Se faire avorter n’est plus un crime dans les États de Coahuila et de Sinaloa, dans le nord du Mexique. Et ce, grâce à deux jugements de la Cour suprême, rendus à deux jours d’intervalle en septembre 2021. Une victoire pour toutes les Mexicaines. Car elles pourront s’en servir, même si elles vivent dans l’un des 26 États sur 32 où l’IVG est encore illégale (sauf si la vie de la mère est menacée). Un jugement unanime de la Cour suprême – comme dans ce cas – apporte toujours des changements juridiques importants. « Le jugement a alors une portée nationale. Les autres États sont donc invités à le respecter », dit Andréanne Bissonnette, de la chaire Raoul-Dandurand. L’Argentine n’a pas seulement décriminalisé l’avortement, elle l’a légalisé. Après des débats houleux, ses élus ont voté, en décembre 2020, une loi en ce sens. Elle est ainsi devenue l’une des rares nations d’Amérique latine à permettre un libre accès à l’IVG, avec Cuba, l’Uruguay, le Guyana et la Guyane française. Partout ailleurs sur ce continent, l’IVG demeure encadrée de façon stricte – la vie ou la santé de la mère doivent être en danger. Quand ce n’est pas carrément interdit, comme au Nicaragua ou au Salvador, où une femme qui se fait avorter risque une longue peine d’emprisonnement. Les Colombiennes, les Brésiliennes et les autres se débrouillent donc avec les moyens du bord. « Le misoprostol, l’un des deux composants de la pilule abortive, est en vente libre dans plusieurs pays d’Amérique latine. Pris seul, il a un taux d’efficacité d’environ 85 % », précise Andréanne Bissonnette.

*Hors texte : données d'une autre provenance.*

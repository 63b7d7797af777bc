//! Consume, validate, act, reply, ack.
//!
//! A worker owns one broker channel and one consumer. The consume loop never runs a handler
//! itself: it forwards each delivery into a bounded queue drained by a single processing task.
//! The queue holds at most [`PREFETCH_COUNT`] deliveries and the broker withholds the next one
//! until the current one is acked, so at most one request is in flight per worker and requests
//! complete in delivery order.

use std::{panic::AssertUnwindSafe, sync::Arc};

use futures::{FutureExt, StreamExt};
use log::{debug, error, info, warn};
use tokio::sync::mpsc;
use tokio_util::sync::CancellationToken;

use crate::{
    ports::broker::{
        BrokerChannelPort, BrokerError, BrokerPort, DeclareOptions, Delivery, DeliveryStream,
        MessageProperties, OutgoingMessage,
    },
    rpc::{
        envelope::ResponseEnvelope,
        handlers::RpcHandler,
        topology::{CONTENT_TYPE, PREFETCH_COUNT, QueueTopology},
    },
    schema::parse_payload,
    workflow::statistic::StatisticError,
};

pub type ArcRpcHandler = Arc<dyn RpcHandler + Send + Sync + 'static>;

pub struct RpcWorker<B: BrokerPort> {
    broker: Arc<B>,
    handler: ArcRpcHandler,
    topology: QueueTopology,
}

impl<B: BrokerPort + Send + Sync + 'static> RpcWorker<B> {
    pub fn new(broker: Arc<B>, handler: ArcRpcHandler, topology: QueueTopology) -> Self {
        Self {
            broker,
            handler,
            topology,
        }
    }

    pub fn queue_name(&self) -> &'static str {
        self.topology.queue_name
    }

    /// Runs until `cancel` fires or the broker closes the consumer. A worker that cannot reach
    /// the broker or declare its topology logs the failure and returns without consuming.
    pub async fn run(&self, cancel: CancellationToken) {
        let queue = self.queue_name();

        let channel = match self.broker.open_channel().await {
            Ok(channel) => Arc::new(channel),
            Err(e) => {
                error!("[{}] Failed to connect to broker: {}", queue, e);
                return;
            }
        };

        let deliveries = match self.setup(channel.as_ref()).await {
            Ok(deliveries) => deliveries,
            Err(e) => {
                error!("[{}] Failed to set up consumer: {}", queue, e);
                return;
            }
        };

        info!("[{}] Worker started", queue);
        self.consume(channel, deliveries, cancel).await;
        info!("[{}] Worker stopped", queue);
    }

    async fn setup(&self, channel: &B::Channel) -> Result<DeliveryStream, BrokerError> {
        let topology = &self.topology;

        if let Some(kind) = topology.declare_exchange {
            channel
                .declare_exchange(topology.request_exchange_name, kind, DeclareOptions::DURABLE)
                .await?;
        }
        channel
            .declare_queue(topology.queue_name, DeclareOptions::DURABLE)
            .await?;
        channel
            .bind_queue(
                topology.queue_name,
                topology.request_exchange_name,
                topology.routing_key(),
            )
            .await?;
        channel.set_prefetch(PREFETCH_COUNT, false).await?;
        channel.consume(topology.queue_name).await
    }

    async fn consume(
        &self,
        channel: Arc<B::Channel>,
        mut deliveries: DeliveryStream,
        cancel: CancellationToken,
    ) {
        let queue = self.queue_name();
        let (sender, mut receiver) = mpsc::channel::<Delivery>(PREFETCH_COUNT as usize);

        let processor = {
            let channel = channel.clone();
            let handler = self.handler.clone();
            let topology = self.topology.clone();
            tokio::spawn(async move {
                while let Some(delivery) = receiver.recv().await {
                    process_delivery(channel.as_ref(), &handler, &topology, delivery).await;
                }
            })
        };

        loop {
            tokio::select! {
                _ = cancel.cancelled() => {
                    debug!("[{}] Cancellation requested", queue);
                    break;
                }
                next = deliveries.next() => match next {
                    Some(Ok(delivery)) => {
                        if sender.send(delivery).await.is_err() {
                            error!("[{}] Processing task is gone, stopping consumer", queue);
                            break;
                        }
                    }
                    Some(Err(e)) => {
                        error!("[{}] Failed to receive delivery: {}", queue, e);
                    }
                    None => {
                        warn!("[{}] Broker closed the consumer", queue);
                        break;
                    }
                }
            }
        }

        // Lets the in-flight delivery finish before returning.
        drop(sender);
        if let Err(e) = processor.await {
            error!("[{}] Processing task failed: {}", queue, e);
        }
    }
}

async fn process_delivery<C: BrokerChannelPort + ?Sized>(
    channel: &C,
    handler: &ArcRpcHandler,
    topology: &QueueTopology,
    delivery: Delivery,
) {
    let queue = topology.queue_name;
    let properties = delivery.properties;
    debug!(
        "[{}] Handling delivery {} (correlation id {:?})",
        queue, delivery.delivery_tag, properties.correlation_id
    );

    let payload = parse_payload(&delivery.body);
    let mut envelope = match AssertUnwindSafe(handler.handle(payload))
        .catch_unwind()
        .await
    {
        Ok(envelope) => envelope,
        Err(_) => {
            error!(
                "[{}] Handler panicked on delivery {}",
                queue, delivery.delivery_tag
            );
            StatisticError::Internal("handler panicked".to_string()).into()
        }
    };
    envelope.event = properties.correlation_id.clone();

    let reply_to = properties.reply_to.filter(|reply_to| !reply_to.is_empty());
    if let Some(reply_to) = reply_to {
        let message = OutgoingMessage {
            exchange: topology.response_exchange_name.to_string(),
            routing_key: reply_to,
            payload: envelope.to_bytes(),
            properties: MessageProperties {
                correlation_id: properties.correlation_id,
                reply_to: None,
                content_type: Some(CONTENT_TYPE.to_string()),
                persistent: true,
            },
            mandatory: true,
        };
        if let Err(e) = channel.publish(message).await {
            error!(
                "[{}] Failed to publish reply for delivery {}: {}",
                queue, delivery.delivery_tag, e
            );
        }
    }

    if let Err(e) = channel.ack(delivery.delivery_tag).await {
        error!(
            "[{}] Failed to ack delivery {}: {}",
            queue, delivery.delivery_tag, e
        );
    }
}
use std::{
    str::FromStr,
    sync::{
        LazyLock,
        atomic::{AtomicU32, Ordering},
    },
};

use serde::{Deserialize, Deserializer, Serialize, Serializer};
use thiserror::Error;

const OBJECT_ID_LEN: usize = 12;

const COUNTER_MASK: u32 = 0x00ff_ffff;

static PROCESS_UNIQUE: LazyLock<[u8; 5]> = LazyLock::new(|| rand::random());

static COUNTER: LazyLock<AtomicU32> =
    LazyLock::new(|| AtomicU32::new(rand::random::<u32>() & COUNTER_MASK));

/// 12-byte record identifier, written as 24 hex characters.
#[derive(Clone, Copy, Debug, PartialEq, Eq, Hash, PartialOrd, Ord)]
pub struct ObjectId([u8; OBJECT_ID_LEN]);

#[derive(Debug, Clone, PartialEq, Eq, Error)]
#[error("'{0}' is not a valid ObjectId, it must be a 12-byte input or a 24-character hex string.")]
pub struct InvalidObjectId(pub String);

impl ObjectId {
    /// Generates a fresh id: big-endian seconds, process bytes, then a wrapping counter.
    pub fn new() -> Self {
        let timestamp = chrono::Utc::now().timestamp() as u32;
        let counter = COUNTER.fetch_add(1, Ordering::Relaxed) & COUNTER_MASK;

        let mut bytes = [0u8; OBJECT_ID_LEN];
        bytes[..4].copy_from_slice(&timestamp.to_be_bytes());
        bytes[4..9].copy_from_slice(&*PROCESS_UNIQUE);
        bytes[9..].copy_from_slice(&counter.to_be_bytes()[1..]);
        ObjectId(bytes)
    }

    pub fn to_hex(&self) -> String {
        self.0.iter().map(|b| format!("{:02x}", b)).collect()
    }

    pub fn is_valid(value: &str) -> bool {
        value.parse::<ObjectId>().is_ok()
    }
}

impl Default for ObjectId {
    fn default() -> Self {
        Self::new()
    }
}

impl FromStr for ObjectId {
    type Err = InvalidObjectId;

    fn from_str(s: &str) -> Result<Self, Self::Err> {
        let invalid = || InvalidObjectId(s.to_string());
        if s.len() != OBJECT_ID_LEN * 2 || !s.bytes().all(|b| b.is_ascii_hexdigit()) {
            return Err(invalid());
        }

        let mut bytes = [0u8; OBJECT_ID_LEN];
        for (i, byte) in bytes.iter_mut().enumerate() {
            *byte = u8::from_str_radix(&s[i * 2..i * 2 + 2], 16).map_err(|_| invalid())?;
        }
        Ok(ObjectId(bytes))
    }
}

impl std::fmt::Display for ObjectId {
    fn fmt(&self, f: &mut std::fmt::Formatter<'_>) -> std::fmt::Result {
        write!(f, "{}", self.to_hex())
    }
}

impl Serialize for ObjectId {
    fn serialize<S: Serializer>(&self, serializer: S) -> Result<S::Ok, S::Error> {
        serializer.serialize_str(&self.to_hex())
    }
}

impl<'de> Deserialize<'de> for ObjectId {
    fn deserialize<D: Deserializer<'de>>(deserializer: D) -> Result<Self, D::Error> {
        let value = String::deserialize(deserializer)?;
        value.parse().map_err(serde::de::Error::custom)
    }
}

#[cfg(test)]
mod tests {
    use super::*;

    #[test]
    fn test_parse_and_display() {
        let id: ObjectId = "5b0f1c0b9a3e4b2d8c7f6e5d".parse().unwrap();
        assert_eq!(id.to_string(), "5b0f1c0b9a3e4b2d8c7f6e5d");

        let upper: ObjectId = "5B0F1C0B9A3E4B2D8C7F6E5D".parse().unwrap();
        assert_eq!(upper, id);
    }

    #[test]
    fn test_rejects_malformed_ids() {
        assert!("INVALID_OBJECT_ID".parse::<ObjectId>().is_err());
        assert!("".parse::<ObjectId>().is_err());
        assert!("5b0f1c0b9a3e4b2d8c7f6e5".parse::<ObjectId>().is_err());
        assert!("5b0f1c0b9a3e4b2d8c7f6e5d0".parse::<ObjectId>().is_err());
        assert!("zb0f1c0b9a3e4b2d8c7f6e5d".parse::<ObjectId>().is_err());
        // multi-byte chars must not slip past the length check
        assert!("5b0f1c0b9a3e4b2d8c7f6eé".parse::<ObjectId>().is_err());
    }

    #[test]
    fn test_new_ids_are_unique_and_valid() {
        let a = ObjectId::new();
        let b = ObjectId::new();
        assert_ne!(a, b);
        assert!(ObjectId::is_valid(&a.to_hex()));
        assert_eq!(a.to_hex().parse::<ObjectId>().unwrap(), a);
    }

    #[test]
    fn test_serde_uses_hex_string() {
        let id: ObjectId = "5b0f1c0b9a3e4b2d8c7f6e5d".parse().unwrap();
        let json = serde_json::to_value(id).unwrap();
        assert_eq!(json, serde_json::json!("5b0f1c0b9a3e4b2d8c7f6e5d"));

        let back: ObjectId = serde_json::from_value(json).unwrap();
        assert_eq!(back, id);
        assert!(serde_json::from_value::<ObjectId>(serde_json::json!("nope")).is_err());
    }
}
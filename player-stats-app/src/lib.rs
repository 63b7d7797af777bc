use std::sync::Arc;

use crate::{
    domain::statistic::StatisticRepository,
    ports::broker::BrokerPort,
    processes::rpc_worker::RpcWorker,
    rpc::{
        handlers::{InitStatisticHandler, RetrieveStatisticHandler, UpdateStatisticHandler},
        topology::QueueTopology,
    },
    workflow::statistic::{
        init::{InitStatisticUseCase, InitStatisticUseCaseImpl},
        retrieve::{RetrieveStatisticUseCase, RetrieveStatisticUseCaseImpl},
        update::{UpdateStatisticUseCase, UpdateStatisticUseCaseImpl},
    },
};

pub mod domain;
pub mod ports;
pub mod processes;
pub mod rpc;
pub mod schema;
pub mod workflow;

pub struct Application {
    pub statistic_init_use_case: Arc<dyn InitStatisticUseCase + Send + Sync + 'static>,
    pub statistic_retrieve_use_case: Arc<dyn RetrieveStatisticUseCase + Send + Sync + 'static>,
    pub statistic_update_use_case: Arc<dyn UpdateStatisticUseCase + Send + Sync + 'static>,
}

pub fn build_application<S: StatisticRepository + Send + Sync + 'static>(
    statistic_repository: Arc<S>,
) -> Application {
    Application {
        statistic_init_use_case: Arc::new(InitStatisticUseCaseImpl::new(
            statistic_repository.clone(),
        )),
        statistic_retrieve_use_case: Arc::new(RetrieveStatisticUseCaseImpl::new(
            statistic_repository.clone(),
        )),
        statistic_update_use_case: Arc::new(UpdateStatisticUseCaseImpl::new(
            statistic_repository,
        )),
    }
}

impl Application {
    /// One worker per operation, each to be run on its own channel.
    pub fn rpc_workers<B: BrokerPort + Send + Sync + 'static>(
        &self,
        broker: Arc<B>,
    ) -> Vec<RpcWorker<B>> {
        vec![
            RpcWorker::new(
                broker.clone(),
                Arc::new(InitStatisticHandler::new(
                    self.statistic_init_use_case.clone(),
                )),
                QueueTopology::INIT,
            ),
            RpcWorker::new(
                broker.clone(),
                Arc::new(RetrieveStatisticHandler::new(
                    self.statistic_retrieve_use_case.clone(),
                )),
                QueueTopology::RETRIEVE,
            ),
            RpcWorker::new(
                broker,
                Arc::new(UpdateStatisticHandler::new(
                    self.statistic_update_use_case.clone(),
                )),
                QueueTopology::UPDATE,
            ),
        ]
    }
}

Une défaite amère en Pologne

Les Polonaises ne l’ont jamais eu facile en matière d’IVG. Et depuis janvier 2021, c’est encore plus compliqué. Dans ce pays où l’Église catholique pèse lourd, les avortements sont maintenant illégaux, à deux exceptions près : une grossesse qui met la vie de la mère en danger ou qui résulte d’un viol. « Et on sait à quel point il est difficile de prouver une agression sexuelle… » commente Isabelle Duplessis. Même une malformation grave du fœtus ne constitue plus une raison valable, alors que c’était le cas auparavant. Et les médecins qui pratiqueraient un avortement pour cette raison risquent désormais trois ans de prison. Ils préfèrent s’abstenir, même si la vie de la mère est en jeu. Seules solutions qui s’offrent aux femmes : se rendre à l’étranger pour obtenir une IVG ou commander la pilule abortive par la poste. Un réseau d’entraide, fondé par des militantes pro-choix polonaises, les aide financièrement dans leurs démarches.

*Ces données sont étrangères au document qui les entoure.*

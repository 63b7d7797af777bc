use std::sync::{
    Arc, Mutex,
    atomic::{AtomicBool, Ordering},
};

use futures::{StreamExt, stream::BoxStream};
use thiserror::Error;
use tokio::sync::{Semaphore, mpsc};

#[derive(Debug, Clone, PartialEq, Eq, Error)]
pub enum BrokerError {
    #[error("connection error: {0}")]
    Connection(String),

    #[error("channel error: {0}")]
    Channel(String),

    #[error("publish error: {0}")]
    Publish(String),
}

#[derive(Clone, Copy, Debug, PartialEq, Eq)]
pub enum ExchangeKind {
    Direct,
    Fanout,
}

#[derive(Clone, Copy, Debug, PartialEq, Eq)]
pub struct DeclareOptions {
    pub durable: bool,
    pub auto_delete: bool,
    pub passive: bool,
}

impl DeclareOptions {
    pub const DURABLE: DeclareOptions = DeclareOptions {
        durable: true,
        auto_delete: false,
        passive: false,
    };
}

#[derive(Clone, Debug, Default, PartialEq, Eq)]
pub struct MessageProperties {
    pub correlation_id: Option<String>,
    pub reply_to: Option<String>,
    pub content_type: Option<String>,
    pub persistent: bool,
}

#[derive(Clone, Debug, PartialEq, Eq)]
pub struct Delivery {
    pub delivery_tag: u64,
    pub body: Vec<u8>,
    pub properties: MessageProperties,
}

#[derive(Clone, Debug, PartialEq, Eq)]
pub struct OutgoingMessage {
    pub exchange: String,
    pub routing_key: String,
    pub payload: Vec<u8>,
    pub properties: MessageProperties,
    pub mandatory: bool,
}

pub type DeliveryStream = BoxStream<'static, Result<Delivery, BrokerError>>;

#[async_trait::async_trait]
pub trait BrokerPort {
    type Channel: BrokerChannelPort + Send + Sync + 'static;

    async fn open_channel(&self) -> Result<Self::Channel, BrokerError>;
}

#[async_trait::async_trait]
pub trait BrokerChannelPort {
    async fn declare_exchange(
        &self,
        exchange: &str,
        kind: ExchangeKind,
        options: DeclareOptions,
    ) -> Result<(), BrokerError>;
    async fn declare_queue(&self, queue: &str, options: DeclareOptions) -> Result<(), BrokerError>;
    async fn bind_queue(
        &self,
        queue: &str,
        exchange: &str,
        routing_key: &str,
    ) -> Result<(), BrokerError>;
    /// Caps unacknowledged deliveries; `global = false` scopes the limit to this channel's consumers.
    async fn set_prefetch(&self, prefetch_count: u16, global: bool) -> Result<(), BrokerError>;
    async fn consume(&self, queue: &str) -> Result<DeliveryStream, BrokerError>;
    async fn publish(&self, message: OutgoingMessage) -> Result<(), BrokerError>;
    async fn ack(&self, delivery_tag: u64) -> Result<(), BrokerError>;
}

#[derive(Clone, Debug, PartialEq, Eq)]
pub enum BrokerCall {
    DeclareExchange {
        exchange: String,
        kind: ExchangeKind,
        options: DeclareOptions,
    },
    DeclareQueue {
        queue: String,
        options: DeclareOptions,
    },
    BindQueue {
        queue: String,
        exchange: String,
        routing_key: String,
    },
    SetPrefetch {
        prefetch_count: u16,
        global: bool,
    },
    Consume {
        queue: String,
    },
    Publish(OutgoingMessage),
    Ack(u64),
}

/// In-process broker double. Deliveries are withheld while the prefetch window is full, the
/// way a real broker does, so a consumer that never acks stalls here too.
#[derive(Clone)]
pub struct MockBrokerChannel {
    calls: Arc<Mutex<Vec<BrokerCall>>>,
    sender: mpsc::UnboundedSender<Delivery>,
    receiver: Arc<Mutex<Option<mpsc::UnboundedReceiver<Delivery>>>>,
    window: Arc<Semaphore>,
    fail_publish: Arc<AtomicBool>,
}

#[allow(unused)]
impl MockBrokerChannel {
    pub fn new() -> Self {
        let (sender, receiver) = mpsc::unbounded_channel();
        Self {
            calls: Arc::new(Mutex::new(Vec::new())),
            sender,
            receiver: Arc::new(Mutex::new(Some(receiver))),
            window: Arc::new(Semaphore::new(0)),
            fail_publish: Arc::new(AtomicBool::new(false)),
        }
    }

    pub fn deliver(&self, delivery: Delivery) {
        let _ = self.sender.send(delivery);
    }

    pub fn calls(&self) -> Vec<BrokerCall> {
        self.calls.lock().unwrap().clone()
    }

    pub fn published(&self) -> Vec<OutgoingMessage> {
        self.calls()
            .into_iter()
            .filter_map(|call| match call {
                BrokerCall::Publish(message) => Some(message),
                _ => None,
            })
            .collect()
    }

    pub fn acked(&self) -> Vec<u64> {
        self.calls()
            .into_iter()
            .filter_map(|call| match call {
                BrokerCall::Ack(tag) => Some(tag),
                _ => None,
            })
            .collect()
    }

    pub fn set_fail_publish(&self, fail: bool) {
        self.fail_publish.store(fail, Ordering::SeqCst);
    }

    fn record(&self, call: BrokerCall) {
        self.calls.lock().unwrap().push(call);
    }
}

impl Default for MockBrokerChannel {
    fn default() -> Self {
        Self::new()
    }
}

#[async_trait::async_trait]
impl BrokerChannelPort for MockBrokerChannel {
    async fn declare_exchange(
        &self,
        exchange: &str,
        kind: ExchangeKind,
        options: DeclareOptions,
    ) -> Result<(), BrokerError> {
        self.record(BrokerCall::DeclareExchange {
            exchange: exchange.to_string(),
            kind,
            options,
        });
        Ok(())
    }

    async fn declare_queue(&self, queue: &str, options: DeclareOptions) -> Result<(), BrokerError> {
        self.record(BrokerCall::DeclareQueue {
            queue: queue.to_string(),
            options,
        });
        Ok(())
    }

    async fn bind_queue(
        &self,
        queue: &str,
        exchange: &str,
        routing_key: &str,
    ) -> Result<(), BrokerError> {
        self.record(BrokerCall::BindQueue {
            queue: queue.to_string(),
            exchange: exchange.to_string(),
            routing_key: routing_key.to_string(),
        });
        Ok(())
    }

    async fn set_prefetch(&self, prefetch_count: u16, global: bool) -> Result<(), BrokerError> {
        self.record(BrokerCall::SetPrefetch {
            prefetch_count,
            global,
        });
        self.window.add_permits(prefetch_count as usize);
        Ok(())
    }

    async fn consume(&self, queue: &str) -> Result<DeliveryStream, BrokerError> {
        self.record(BrokerCall::Consume {
            queue: queue.to_string(),
        });
        let receiver = self
            .receiver
            .lock()
            .unwrap()
            .take()
            .ok_or_else(|| BrokerError::Channel("already consuming".to_string()))?;

        let window = self.window.clone();
        let stream = futures::stream::unfold((receiver, window), |(mut receiver, window)| async move {
            window.acquire().await.ok()?.forget();
            let delivery = receiver.recv().await?;
            Some((Ok(delivery), (receiver, window)))
        });
        Ok(stream.boxed())
    }

    async fn publish(&self, message: OutgoingMessage) -> Result<(), BrokerError> {
        if self.fail_publish.load(Ordering::SeqCst) {
            return Err(BrokerError::Publish("mock publish failure".to_string()));
        }
        self.record(BrokerCall::Publish(message));
        Ok(())
    }

    async fn ack(&self, delivery_tag: u64) -> Result<(), BrokerError> {
        self.record(BrokerCall::Ack(delivery_tag));
        self.window.add_permits(1);
        Ok(())
    }
}

#[derive(Clone, Default)]
pub struct MockBroker {
    pub channel: MockBrokerChannel,
    connect_error: Option<BrokerError>,
}

#[allow(unused)]
impl MockBroker {
    pub fn new() -> Self {
        Self::default()
    }

    pub fn unreachable(reason: &str) -> Self {
        Self {
            channel: MockBrokerChannel::new(),
            connect_error: Some(BrokerError::Connection(reason.to_string())),
        }
    }
}

#[async_trait::async_trait]
impl BrokerPort for MockBroker {
    type Channel = MockBrokerChannel;

    async fn open_channel(&self) -> Result<Self::Channel, BrokerError> {
        match &self.connect_error {
            Some(e) => Err(e.clone()),
            None => Ok(self.channel.clone()),
        }
    }
}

Statue de la justice. Photo : Getty Images

Les Irlandaises soulagées

Plus besoin d’aller se faire avorter ailleurs, pour les Irlandaises. Leur pays a légalisé l’interruption de grossesse… en 2019. Les femmes peuvent l’obtenir jusqu’à 12 semaines de gestation. Auparavant, celles qui devaient subir une IVG se rendaient en Angleterre. Elles ne risquaient toutefois pas d’accusations à leur retour – les professionnels de la santé les invitaient même à se rendre dans le pays voisin. Autour de 6600 IVG sont maintenant réalisées en Irlande chaque année.

55 000

C’est le nombre d’avortements clandestins pratiqués chaque jour dans le monde. Soit 20 millions par année ! Ils sont réalisés à l’aide de décoctions de plantes, d’instruments maison ou de médicaments achetés en pharmacie ou sur le marché noir. Cela conduit le quart des femmes qui y ont recours à l’hôpital. Au moins une soixantaine en meurent toutes les 24 heures, peut-être beaucoup plus.

Un réel besoin

À l’échelle internationale, on compte de 36 à 44 IVG pratiquées par tranche de 1000 femmes âgées de 15 à 49 ans, selon une étude publiée en 2021 par le centre de recherche new-yorkais Guttmacher Institute.

Sources : Guttmacher Institute, Center for Reproductive Rights, IPAS, Organisation mondiale de la santé, The Lancet, New York Times, The Irish Times, Le Devoir.